I have this program called knight tour where the knight moves around a chess board. I have been trying to figure out how to make the knight move randomly, instead of following a pattern.
I would like to know how to randomly move the knight.
Here's my code:
package assignment3;
import java.util.Random;
/*
* knows its current position (row and column)
* knows the eight types of moves it can make
* can tell you it’s current row and column
* can determine whether a move of a given type is legal or not
* can move
*/
public class Knight {
private int boardSize = 8;
private int[] rowMoves = {-1, -2, -2, -1, 1, 2, 2, 1};
private int[] colMoves = {2, 1, -1, -2, -2, -1, 1, 2};
public Knight() {
//ignore this constructor
}
public void InitializeBoard() {
//initialize board
for (int i = 0; i < boardSize; i++)
Arrays.fill(chessboard2[i], Integer.MIN_VALUE); //setting array to negative value
}
/**
* calls method canMove to check if knight can move
* moves knight
*/
public boolean move(int moveNum, int x, int y, int[][] chessboard2) {
Random rand = new Random();
//if moveNum == 64 all squares have been visited
if (moveNum == 64) {
System.out.println("\ntrue board is 64\n");
return true;
}
//int nextRow = rand.nextInt(boardSize);
//int nextCol = rand.nextInt(boardSize);
//for loop to try 8 possibe moves
for (int i = 0; i < rowMoves.length; i++) {
int nextRow = x + rowMoves[i];
int nextCol = y + colMoves[i];
//check if postion is valid and not visited yet
if (canMove(nextRow, nextCol) && chessboard2[nextRow][nextCol] == Integer.MIN_VALUE) {
//if move is valid knight moves
chessboard2[nextRow][nextCol] = moveNum + 1;
//make next move
if(move(moveNum + 1, nextRow, nextCol, chessboard2))
return true;
//move(moveNum + 1, nextRow, nextCol);
//if cant find next move: backtrack
chessboard2[nextRow][nextCol] = Integer.MIN_VALUE;
}
}
return false;
}
/**
* calls method moveLegal from class Chessboard to see if move is legal
* #return true if move is legal, else return false
*/
public boolean canMove(int x, int y) {
//if statement to check if currentRow and currentCol is whithin
//boundaries
return(x >= 0 && x < boardSize && y >= 0 && y < boardSize);
}
public void print() {
for (int i = 0; i < boardSize; i++)
System.out.println(String.join(" ", chessboard2[i]));
}
public void solve() {
//setting array location [0][0] to 0
chessboard2[0][0] = 1;
//check move
if (move(1, 0, 0)) // if true, it will print chess board
print();
else //if false, there is no solution
System.out.print("no solution");
}
}
public class TesterMain {
/**
* #param args the command line arguments
*/
public static void main(String[] args) {
Knight test = new Knight();
test.solve();
}
}
Sorry if my code is a bit messy, I am still working on the program.

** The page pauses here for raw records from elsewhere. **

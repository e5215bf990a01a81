use clap::Parser;
use std::path::PathBuf;

use crate::output::OutputFormat;

#[derive(Parser, Debug)]
#[command(
    name = "fs-config",
    version,
    about = "Print uid, gid and mode for filesystem image paths read from stdin"
)]
pub struct Cli {
    /// Path to the settings file
    #[arg(short, long, default_value = "fs-config.yaml")]
    pub config: PathBuf,

    /// Path to the rules file (overrides settings file; defaults to
    /// fs_config.h next to the executable)
    #[arg(short, long)]
    pub rules: Option<PathBuf>,

    /// Output format (overrides settings file setting)
    #[arg(short, long, value_enum)]
    pub format: Option<OutputFormat>,

    /// Exit non-zero when the rules file cannot be loaded and no default
    /// policy is configured
    #[arg(long)]
    pub require_rules: bool,

    /// Log level (overrides settings file setting; RUST_LOG takes precedence)
    #[arg(long)]
    pub log_level: Option<String>,
}

#[cfg(test)]
mod tests {
    use super::*;

    #[test]
    fn defaults_without_arguments() {
        let cli = Cli::try_parse_from(["fs-config"]).unwrap();
        assert_eq!(cli.config, PathBuf::from("fs-config.yaml"));
        assert!(cli.rules.is_none());
        assert!(cli.format.is_none());
        assert!(!cli.require_rules);
    }

    #[test]
    fn overrides_are_parsed() {
        let cli = Cli::try_parse_from([
            "fs-config",
            "--rules",
            "/out/fs_config.h",
            "--format",
            "json",
            "--require-rules",
            "--log-level",
            "debug",
        ])
        .unwrap();
        assert_eq!(cli.rules, Some(PathBuf::from("/out/fs_config.h")));
        assert_eq!(cli.format, Some(OutputFormat::Json));
        assert!(cli.require_rules);
        assert_eq!(cli.log_level.as_deref(), Some("debug"));
    }

    #[test]
    fn unknown_format_is_rejected() {
        assert!(Cli::try_parse_from(["fs-config", "--format", "xml"]).is_err());
    }
}
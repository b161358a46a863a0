//! Wrap layout: a stack that breaks onto a new line when the current one is full.

use smallvec::SmallVec;
use trellis_core::Size;

use crate::contract::Layout;
use crate::host::LayoutAlgorithm;
use crate::stack::{Orientation, StackLayout};

/// Flows children along the layout axis, wrapping onto new lines.
///
/// Lines are stacked across the axis; each line is as thick as its thickest
/// child. When the axis is unconstrained nothing ever wraps and the result
/// is the same as a [`StackLayout`].
#[derive(Debug, Clone, Copy, PartialEq, Eq)]
pub struct WrapLayout {
    pub orientation: Orientation,
}

impl Default for WrapLayout {
    fn default() -> Self {
        Self::horizontal()
    }
}

impl WrapLayout {
    pub fn new(orientation: Orientation) -> Self {
        Self { orientation }
    }

    /// Create a layout that fills rows left to right.
    pub fn horizontal() -> Self {
        Self::new(Orientation::Horizontal)
    }

    /// Create a layout that fills columns top to bottom.
    pub fn vertical() -> Self {
        Self::new(Orientation::Vertical)
    }

    fn as_stack(&self) -> StackLayout {
        StackLayout::new(self.orientation)
    }
}

/// One line of children, ending before `end`.
#[derive(Debug, Clone, Copy)]
struct Line {
    end: usize,
    cross: f64,
}

/// Split children into lines no longer than `limit` along `axis`.
///
/// A child that does not fit starts a new line; a child on an empty line is
/// always accepted, even when it alone is longer than `limit`.
fn break_lines(axis: Orientation, children: &[&mut dyn Layout], limit: f64) -> SmallVec<[Line; 4]> {
    let mut lines = SmallVec::new();
    let mut line = Line { end: 0, cross: 0.0 };
    let mut line_main = 0.0;
    let mut line_start = 0;

    for (index, child) in children.iter().enumerate() {
        let size = child.desired_size();
        let main = axis.main(size);
        if index > line_start && line_main + main > limit {
            line.end = index;
            lines.push(line);
            line = Line { end: 0, cross: 0.0 };
            line_main = 0.0;
            line_start = index;
        }
        line_main += main;
        line.cross = line.cross.max(axis.cross(size));
    }
    line.end = children.len();
    lines.push(line);
    lines
}

impl LayoutAlgorithm for WrapLayout {
    fn measure_override(&mut self, children: &mut [&mut dyn Layout], available: Size) -> Size {
        let axis = self.orientation;
        let limit = axis.main(available);
        if limit.is_infinite() {
            return self.as_stack().measure_override(children, available);
        }

        let mut lines_cross = 0.0;
        let mut line_main = 0.0;
        let mut line_cross: f64 = 0.0;
        let mut longest: f64 = 0.0;
        let mut line_is_empty = true;

        for child in children.iter_mut() {
            child.measure(axis.size((limit - line_main).max(0.0), f64::INFINITY));
            let size = child.desired_size();
            let main = axis.main(size);

            if line_is_empty || line_main + main <= limit {
                line_main += main;
                line_cross = line_cross.max(axis.cross(size));
            } else {
                lines_cross += line_cross;
                line_main = main;
                line_cross = axis.cross(size);
            }
            line_is_empty = false;
            longest = longest.max(line_main);
        }

        axis.size(longest, lines_cross + line_cross)
    }

    fn arrange_override(&mut self, children: &mut [&mut dyn Layout], final_size: Size) {
        let axis = self.orientation;
        let limit = axis.main(final_size);
        if limit.is_infinite() {
            self.as_stack().arrange_override(children, final_size);
            return;
        }

        let lines = break_lines(axis, children, limit);

        let mut start = 0;
        let mut cross_offset = 0.0;
        for line in lines {
            let mut main_offset = 0.0;
            for child in children[start..line.end].iter_mut() {
                let main = axis.main(child.desired_size());
                child.arrange(axis.rect(main_offset, cross_offset, main, line.cross));
                main_offset += main;
            }
            cross_offset += line.cross;
            start = line.end;
        }
    }
}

There is a solution but it would require some refactoring:
Create a ChessMove class that stores a row and a column move (integers)
Add a ChessMove[] to store all possible moves that your knight can possibly do
Refactor the move method:
Create an ArrayList<ChessMove> that stores all possible moves that your knight can do in its current position
Randomly select a move in this list using rand.nextInt(possibleMoves.size());
Here is the complete code:
package assignment3;
import java.lang.*;
import java.util.*;
public class Knight {
private int boardSize = 8;
private int[][] chessboard2 = new int[boardSize][boardSize];
private final ChessMove[] moves = {
new ChessMove(-1, 2),
new ChessMove(-2, 1),
new ChessMove(-2, -1),
new ChessMove(-1, -2),
new ChessMove(1, -2),
new ChessMove(2, -1),
new ChessMove(2, 1),
new ChessMove(1, 2)
};
public Knight() {
initializeBoard();
}
public void initializeBoard() {
for (int i = 0; i < boardSize; i++)
Arrays.fill(chessboard2[i], Integer.MIN_VALUE); //setting array to negative value
}
public boolean move(int moveNum, int x, int y) {
//if moveNum == 64 all squares have been visited
if (moveNum == 64) {
System.out.println("\ntrue board is 64\n");
return true;
}
ArrayList<ChessMove> possibleMoves = new ArrayList<ChessMove>();
for (ChessMove move : moves) {
int nextRow = x + move.row;
int nextCol = y + move.col;
//check if postion is valid and not visited yet
if (canMove(nextRow, nextCol) && chessboard2[nextRow][nextCol] == Integer.MIN_VALUE)
possibleMoves.add(move);
}
if (!possibleMoves.isEmpty()) {
Random rand = new Random();
// Move choice is done here
ChessMove chosenMove = possibleMoves.get(rand.nextInt(possibleMoves.size()));
int nextRow = x + chosenMove.row;
int nextCol = y + chosenMove.col;
//if move is valid knight moves
chessboard2[nextRow][nextCol] = moveNum + 1;
//make next move
move(moveNum + 1, nextRow, nextCol);
return true;
} else
return false;
}
public boolean canMove(int x, int y) {
return (x >= 0 && x < boardSize && y >= 0 && y < boardSize);
}
public void print() {
for (int i = 0; i < boardSize; i++) {
for (int cell : chessboard2[i])
if (cell == Integer.MIN_VALUE)
System.out.print("*** ");
else
System.out.print(String.format("%3d", cell) + " ");
System.out.println();
}
}
public void solve() {
chessboard2[0][0] = 1;
if (move(1, 0, 0)) // if true, it will print chess board
print();
else //if false, there is no solution
System.out.print("no solution");
}
class ChessMove {
int row = 0, col = 0;
ChessMove(int r, int c) {
this.row = r;
this.col = c;
}
}
}
public class TesterMain {
public static void main(String[] args) {
Knight test = new Knight();
test.solve();
}
}
The easiest way to randomise your move is to create a list of valid moves for a given position of the knight and then select one at random. List and Random APIs go hand in hand:
//List<Integer> moves = ...
int move = moves.get(new Random().nextInt(moves.size()));
Restructuring your move method to something like this should do the job:
public boolean move(int moveNum, int x, int y, int [][] chessboard2) {
// 1. List all valid moves
List<Integer> validMoves = new ArrayList<Integer>();
//for loop to try 8 possibe moves
for(int i = 0; i < rowMoves.length; i++) {
if (
canMove(x + rowMoves[i], y + colMoves[i])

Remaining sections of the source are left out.